With all the talk these days about childhood trauma, I want to dedicate a few blogs to this important topic. First off nearly half of our nation’s children have experienced trauma. It is real, and it has lasting effects on one’s mental health, physical health, social interactions, educational success or failure, job performance and relationships (with friends, teachers, authority figures, romantic relationships, etc.)

Trauma is person specific when it comes to one’s reactions. This does not mean some are stronger or weaker than others, it is simply how each person is wired and our reactions are unique to situations.  All of us have been through trauma at some point. There are little “t” and big “T” traumas. Little “t” traumas include divorce, sudden relocation, legal trouble, financial worries, and personal conflict. These types of traumas cause worry, frustration, and sometimes leaves people feeling helpless.  Big “T” traumas include natural disasters, sexual assault, car wrecks, loss of a loved one, and witnessing violence.  These types of traumas can cause severe distress and fear that can interfere with daily functioning. Left unidentified and untreated, living with these traumas can lead to maladaptive and unhealthy lifestyle choices. 

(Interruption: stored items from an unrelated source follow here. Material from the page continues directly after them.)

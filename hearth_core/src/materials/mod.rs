//! # Materials Database
//!
//! Reference thermal data for wall construction and firewood.
//!
//! ## Tables
//!
//! - **Wall materials**: thermal conductivity λ, W/(m·K)
//! - **Surface films**: interior and exterior surface resistance, m²·K/W
//! - **Firewood**: bulk density and lower heating value (see [`firewood`])
//!
//! All tables are closed enumerations with `match`-based lookups, so every
//! property access is total. Name parsing is the only place an unknown value
//! can appear; see [`WallMaterial::from_str_flexible`] (strict) and
//! [`WallMaterial::from_name_or_default`] (lenient, falls back to brick).
//!
//! ## Example
//!
//! ```rust
//! use hearth_core::materials::WallMaterial;
//!
//! let brick = WallMaterial::Brick;
//! assert_eq!(brick.conductivity(), 0.81);
//!
//! let parsed = WallMaterial::from_str_flexible("aerated concrete").unwrap();
//! assert_eq!(parsed, WallMaterial::AeratedConcrete);
//! ```

pub mod firewood;

pub use firewood::FirewoodSpecies;

use serde::{Deserialize, Serialize};

use crate::errors::{CalcError, CalcResult};

/// Interior surface resistance R_si, m²·K/W
pub const R_SI: f64 = 0.13;

/// Exterior surface resistance R_se, m²·K/W
pub const R_SE: f64 = 0.04;

/// Wall materials with tabulated conductivity
#[derive(Debug, Clone, Copy, PartialEq, Eq, Hash, Serialize, Deserialize)]
#[serde(rename_all = "kebab-case")]
pub enum WallMaterial {
    /// Solid clay brick
    Brick,
    /// Autoclaved aerated concrete block
    AeratedConcrete,
    /// Solid timber beam
    Timber,
    /// Insulated sandwich panel
    SandwichPanel,
    /// Basalt mineral wool (averaged)
    MineralWool,
    /// Oriented strand board
    Osb,
    /// Profiled steel sheet
    SteelSheet,
}

impl WallMaterial {
    /// All wall material variants
    pub const ALL: [WallMaterial; 7] = [
        WallMaterial::Brick,
        WallMaterial::AeratedConcrete,
        WallMaterial::Timber,
        WallMaterial::SandwichPanel,
        WallMaterial::MineralWool,
        WallMaterial::Osb,
        WallMaterial::SteelSheet,
    ];

    /// Material used when a name cannot be resolved
    pub const FALLBACK: WallMaterial = WallMaterial::Brick;

    /// Thermal conductivity λ in W/(m·K)
    pub fn conductivity(&self) -> f64 {
        match self {
            WallMaterial::Brick => 0.81,
            WallMaterial::AeratedConcrete => 0.12,
            WallMaterial::Timber => 0.18,
            WallMaterial::SandwichPanel => 0.04,
            WallMaterial::MineralWool => 0.045,
            WallMaterial::Osb => 0.13,
            // High, but the sheet is thin
            WallMaterial::SteelSheet => 58.0,
        }
    }

    /// Parse from common string representations.
    ///
    /// Returns `MaterialNotFound` for anything unrecognized.
    pub fn from_str_flexible(s: &str) -> CalcResult<Self> {
        match s.trim().to_lowercase().replace([' ', '_'], "-").as_str() {
            "brick" | "кирпич" => Ok(WallMaterial::Brick),
            "aerated-concrete" | "aac" | "gas-block" | "газоблок" => {
                Ok(WallMaterial::AeratedConcrete)
            }
            "timber" | "wood" | "beam" | "дерево" | "брус" => Ok(WallMaterial::Timber),
            "sandwich-panel" | "sandwich" | "сэндвич-панель" => Ok(WallMaterial::SandwichPanel),
            "mineral-wool" | "wool" | "минеральная-вата" => Ok(WallMaterial::MineralWool),
            "osb" => Ok(WallMaterial::Osb),
            "steel-sheet" | "steel" | "профнастил" => Ok(WallMaterial::SteelSheet),
            _ => Err(CalcError::material_not_found(s)),
        }
    }

    /// Parse a material name, falling back to [`WallMaterial::FALLBACK`]
    /// (brick) when the name is unknown.
    pub fn from_name_or_default(s: &str) -> Self {
        match Self::from_str_flexible(s) {
            Ok(material) => material,
            Err(_) => {
                tracing::warn!(
                    material = s,
                    fallback = %Self::FALLBACK,
                    "unknown wall material, using fallback conductivity"
                );
                Self::FALLBACK
            }
        }
    }

    /// Get display name
    pub fn display_name(&self) -> &'static str {
        match self {
            WallMaterial::Brick => "Brick",
            WallMaterial::AeratedConcrete => "Aerated concrete block",
            WallMaterial::Timber => "Timber (beam)",
            WallMaterial::SandwichPanel => "Sandwich panel",
            WallMaterial::MineralWool => "Mineral wool",
            WallMaterial::Osb => "OSB",
            WallMaterial::SteelSheet => "Profiled steel sheet",
        }
    }
}

impl std::fmt::Display for WallMaterial {
    fn fmt(&self, f: &mut std::fmt::Formatter<'_>) -> std::fmt::Result {
        write!(f, "{}", self.display_name())
    }
}

#[cfg(test)]
mod tests {
    use super::*;

    #[test]
    fn test_conductivity_table() {
        assert_eq!(WallMaterial::Brick.conductivity(), 0.81);
        assert_eq!(WallMaterial::AeratedConcrete.conductivity(), 0.12);
        assert_eq!(WallMaterial::MineralWool.conductivity(), 0.045);
        assert_eq!(WallMaterial::SteelSheet.conductivity(), 58.0);
        assert!(WallMaterial::ALL.iter().all(|m| m.conductivity() > 0.0));
    }

    #[test]
    fn test_strict_parse() {
        assert_eq!(WallMaterial::from_str_flexible("Brick").unwrap(), WallMaterial::Brick);
        assert_eq!(
            WallMaterial::from_str_flexible("sandwich_panel").unwrap(),
            WallMaterial::SandwichPanel
        );
        assert_eq!(WallMaterial::from_str_flexible("Газоблок").unwrap(), WallMaterial::AeratedConcrete);

        let err = WallMaterial::from_str_flexible("granite").unwrap_err();
        assert_eq!(err, CalcError::material_not_found("granite"));
    }

    #[test]
    fn test_lenient_parse_falls_back_to_brick() {
        assert_eq!(WallMaterial::from_name_or_default("granite"), WallMaterial::Brick);
        assert_eq!(WallMaterial::from_name_or_default("osb"), WallMaterial::Osb);
    }

    #[test]
    fn test_serialization() {
        let json = serde_json::to_string(&WallMaterial::AeratedConcrete).unwrap();
        assert_eq!(json, "\"aerated-concrete\"");
        let parsed: WallMaterial = serde_json::from_str("\"steel-sheet\"").unwrap();
        assert_eq!(parsed, WallMaterial::SteelSheet);
    }
}
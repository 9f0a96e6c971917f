//! Generate EQUATIONS.md from the equation registry.
//!
//! # Usage
//!
//! ```bash
//! cargo run --bin gen-equations
//! ```
//!
//! The file is written to `hearth_core/src/equations/EQUATIONS.md`, relative
//! to the workspace root.

use std::fs;
use std::path::Path;

use hearth_core::equations::{generate_equations_markdown, ALL_EQUATIONS};

fn main() {
    let markdown = generate_equations_markdown();
    let output_path = Path::new("hearth_core/src/equations/EQUATIONS.md");

    match fs::write(output_path, &markdown) {
        Ok(()) => {
            println!(
                "Wrote {} equations ({} bytes) to {}",
                ALL_EQUATIONS.len(),
                markdown.len(),
                output_path.display()
            );
        }
        Err(e) => {
            eprintln!("Error writing {}: {}", output_path.display(), e);
            std::process::exit(1);
        }
    }
}
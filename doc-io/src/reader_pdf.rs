//! PDF text extraction with pluggable backends.
//!
//! Every backend produces the same shape: pages of visual lines, top to
//! bottom, with the spans of one line joined by single spaces. Line order is
//! preserved verbatim because downstream matching consumes lines positionally.

use crate::DocIoError;
use serde::{Deserialize, Serialize};

/// One page of extracted text.
#[derive(Debug, Clone, PartialEq, Eq, Serialize, Deserialize)]
pub struct ExtractedPage {
    /// 1-based page number.
    pub number: u32,
    pub lines: Vec<String>,
}

#[derive(Debug, Clone, Copy, PartialEq, Eq)]
pub enum PdfBackend {
    Stub,
    PureRust,
    Pdfium,
}

/// Select the default backend based on enabled cargo features.
pub fn default_backend() -> PdfBackend {
    #[cfg(feature = "pdfium")]
    {
        return PdfBackend::Pdfium;
    }
    #[cfg(all(not(feature = "pdfium"), feature = "pure-pdf"))]
    {
        return PdfBackend::PureRust;
    }
    #[cfg(all(not(feature = "pdfium"), not(feature = "pure-pdf")))]
    {
        PdfBackend::Stub
    }
}

/// Extract page lines with the default backend.
pub fn read_pdf_lines(path: &str) -> Result<Vec<ExtractedPage>, DocIoError> {
    read_pdf_lines_with(path, default_backend())
}

pub fn read_pdf_lines_with(path: &str, backend: PdfBackend) -> Result<Vec<ExtractedPage>, DocIoError> {
    match backend {
        PdfBackend::Stub => Ok(read_pdf_stub(path)),
        PdfBackend::PureRust => {
            #[cfg(feature = "pure-pdf")]
            {
                return crate::reader_pdf_pure::read_pdf_lines_pure(path);
            }
            #[allow(unreachable_code)]
            {
                log::warn!("pure-pdf backend not enabled; falling back to stub");
                Ok(read_pdf_stub(path))
            }
        }
        PdfBackend::Pdfium => {
            #[cfg(feature = "pdfium")]
            {
                return crate::reader_pdf_pdfium::read_pdf_lines_pdfium(path);
            }
            #[allow(unreachable_code)]
            {
                log::warn!("pdfium backend not enabled; falling back to stub");
                Ok(read_pdf_stub(path))
            }
        }
    }
}

/// Raw page text to visual lines: split on newlines, collapse runs of inner
/// whitespace to single spaces, drop blank lines.
pub fn split_visual_lines(text: &str) -> Vec<String> {
    text.replace('\r', "\n")
        .split('\n')
        .filter_map(|line| {
            let joined = line.split_whitespace().collect::<Vec<_>>().join(" ");
            if joined.is_empty() {
                None
            } else {
                Some(joined)
            }
        })
        .collect()
}

/// Stub backend: a deterministic one-page form so the pipeline runs without
/// any PDF library present.
fn read_pdf_stub(_path: &str) -> Vec<ExtractedPage> {
    vec![ExtractedPage {
        number: 1,
        lines: vec![
            "신청서".to_string(),
            "성명 : 홍길동".to_string(),
            "생년월일 : 1990-01-01".to_string(),
            "주소 : 서울특별시 강남구".to_string(),
            "연락처 : 010-1234-5678".to_string(),
        ],
    }]
}
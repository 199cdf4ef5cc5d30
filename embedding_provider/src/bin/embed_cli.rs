use std::cmp::min;

use embedding_provider::config::{default_onnx_config, ONNX_DEFAULTS};
use embedding_provider::{cosine_similarity, Embedder, OnnxEmbedder};

/// Smoke tool: embed one or two texts with the default ONNX model.
/// With two texts (separated by `--`) it also prints their cosine similarity.
fn main() {
    let args = std::env::args().skip(1).collect::<Vec<_>>();

    let (first, second) = match args.iter().position(|a| a == "--") {
        Some(split) => (
            args[..split].join(" ").trim().to_owned(),
            Some(args[split + 1..].join(" ").trim().to_owned()),
        ),
        None => (args.join(" ").trim().to_owned(), None),
    };

    let input = if first.is_empty() {
        "sample text for embedding".to_string()
    } else {
        first
    };

    let config = default_onnx_config();
    println!("model path: {}", ONNX_DEFAULTS.model_path);
    println!("runtime library: {}", ONNX_DEFAULTS.runtime_library_path);

    let embedder = OnnxEmbedder::new(config).expect("failed to initialize embedder");
    let vector = embedder.embed(&input).expect("embedding failed");

    println!("input: {input}");
    println!("vector length: {}", vector.len());

    let preview = &vector[..min(8, vector.len())];
    println!("first {} values: {preview:?}", preview.len());

    if let Some(other) = second.filter(|s| !s.is_empty()) {
        let other_vector = embedder.embed(&other).expect("embedding failed");
        println!("other: {other}");
        println!(
            "cosine similarity: {:.4}",
            cosine_similarity(&vector, &other_vector)
        );
    }
}
fn ensure_ort_initialized(runtime_library_path: &Path) -> Result<(), EmbedderError> {
    if let Some(existing) = ORT_RUNTIME_PATH.get() {
        if !paths_equal(existing, runtime_library_path) {
            return Err(EmbedderError::InvalidConfiguration {
                message: format!(
                    "ONNX Runtime already initialized with library `{}`; cannot reinitialize with `{}`",
                    existing.display(),
                    runtime_library_path.display()
                ),
            });
        }
    } else {
        let _ = ORT_RUNTIME_PATH.set(runtime_library_path.to_path_buf());
    }

    ort::init_from(runtime_library_path.to_string_lossy().to_string())
        .with_name("formfill")
        .commit()
        .map_err(|err| map_ort_error("initialize ONNX Runtime environment", err))?;

    Ok(())
}

fn resolve_existing_path(path: &Path, description: &str) -> Result<PathBuf, EmbedderError> {
    fs::metadata(path).map_err(|_| EmbedderError::InvalidConfiguration {
        message: format!("{description} `{}` does not exist", path.display()),
    })?;

    path.canonicalize()
        .map_err(|err| EmbedderError::ProviderFailure {
            message: format!(
                "failed to canonicalize {description} `{}`: {err}",
                path.display()
            ),
        })
}

fn map_ort_error(context: &str, err: OrtError) -> EmbedderError {
    EmbedderError::ProviderFailure {
        message: format!("{context} failed: {err}"),
    }
}

fn map_tokenizer_error(context: &str, err: tokenizers::Error) -> EmbedderError {
    EmbedderError::ProviderFailure {
        message: format!("{context} failed: {err}"),
    }
}

fn compute_seed(provider: ProviderKind, model_id: &str, dimension: usize) -> u64 {
    let mut hasher = DefaultHasher::new();
    provider.hash(&mut hasher);
    model_id.hash(&mut hasher);
    dimension.hash(&mut hasher);
    hasher.finish()
}

fn normalize_hash(value: u64) -> f32 {
    const SCALE: f64 = 2.0;
    let normalized = (value as f64) / (u64::MAX as f64);
    (normalized * SCALE - 1.0) as f32
}

fn paths_equal(a: &Path, b: &Path) -> bool {
    if let (Ok(a), Ok(b)) = (fs::canonicalize(a), fs::canonicalize(b)) {
        a == b
    } else {
        a == b
    }
}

There are different type of trauma.

Ignoring is not the answer. If ignored, a person can become depressed, angry, maladjusted at work, school, and in relationships. Also, people become more susceptible to alcohol and drug abuse when trying to numb the pain or avoid dealing with traumatic events.

It is crucial to seek help to work through trauma. For children and teens, it must happen soon after the trauma. Otherwise, they will begin to use unhealthy coping skills that can become a pattern very quickly. When dealing with trauma, it is always best to talk about it with a trained therapist.

“Anything that’s human is mentionable, and anything that is mentionable can be more manageable. When we can talk about our feelings, they become less overwhelming, less upsetting, and less scary. The people we trust with that important talk can help us know that we are not alone.”

Mr. Rogers

The benefits of working with a trained therapist after a traumatic event include realizing you still have hope, power to change, that it was not your fault, avoiding self-medication with alcohol and drugs, learning to control your emotions when triggered by the thoughts and feelings of the traumatic event, and having a safe place to share or vent about your experience.